A b initio molecular electronic structure theory has been applied to the family of transition metal tetrahydrides TiH4 through NiH4. For the TiH4 molecule a wide range of contracted Gaussian basis sets has been tested at the self-consistent-field (SCF) level of theory. The largest basis, labeled M(14s 11p 6d/10s 8p 3d), H(5s 1p/3s 1p), was used for all members of the series and should yield wave functions approaching true Hartree-Fock quality.

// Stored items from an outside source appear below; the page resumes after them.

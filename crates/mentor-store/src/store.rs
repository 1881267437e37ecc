use chrono::{DateTime, Utc};
use parking_lot::Mutex;
use rusqlite::Connection;
use std::path::Path;
use std::sync::Arc;
use tracing::info;
use uuid::Uuid;

use mentor_core::{
    AuthoritySource, ConfidenceLevel, GapSeverity, KnowledgeGap, MasteryRecord, MentorError,
    MnemonicDevice, Result, SessionState, SourceRef,
};

/// A concept row as stored, including its optional embedding.
#[derive(Debug, Clone)]
pub struct ConceptRow {
    pub concept_id: Uuid,
    pub tenant_id: Uuid,
    pub topic_id: Option<Uuid>,
    pub name: String,
    pub explanation: Option<String>,
    pub formulas: Option<String>,
    pub rules: Option<String>,
    pub embedding: Option<Vec<f32>>,
}

/// A teachable topic.
#[derive(Debug, Clone)]
pub struct TopicRow {
    pub topic_id: Uuid,
    pub tenant_id: Uuid,
    pub name: String,
}

/// SQLite-backed persistence for the tutoring domain.
///
/// All writes autocommit - the orchestration core never holds a
/// transaction open across an oracle call.
pub struct SqliteStore {
    db: Arc<Mutex<Connection>>,
}

fn store_err(e: impl std::fmt::Display) -> MentorError {
    MentorError::Store(e.to_string())
}

fn encode_embedding(embedding: &[f32]) -> Vec<u8> {
    embedding.iter().flat_map(|f| f.to_le_bytes()).collect()
}

fn decode_embedding(blob: &[u8]) -> Vec<f32> {
    blob.chunks_exact(4)
        .map(|c| f32::from_le_bytes([c[0], c[1], c[2], c[3]]))
        .collect()
}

Predicted SCF dissociation energies (relative to M+4H) and M–H bond distances are TiH4 132 kcal, 1.70 Å; VH4 86 kcal, 1.64 Å; CrH4 65 kcal, 1.59 Å; MnH4 – 36 kcal, 1.58 Å; FeH4 0 kcal, 1.58 Å; CoH4 27 kcal, 1.61 Å; and NiH4 18 kcal, 1.75 Å. It should be noted immediately that each of these SCF dissociation energies will be increased by electron correlation effects by perhaps as much as 90 kcal. For all of these molecules except TiH4 excited states have also been studied. One of the most interesting trends seen for these excited states is the shortening of the M–H bond as electrons are transferred from the antibonding 4t2 orbital to the nonbonding 1e orbitals.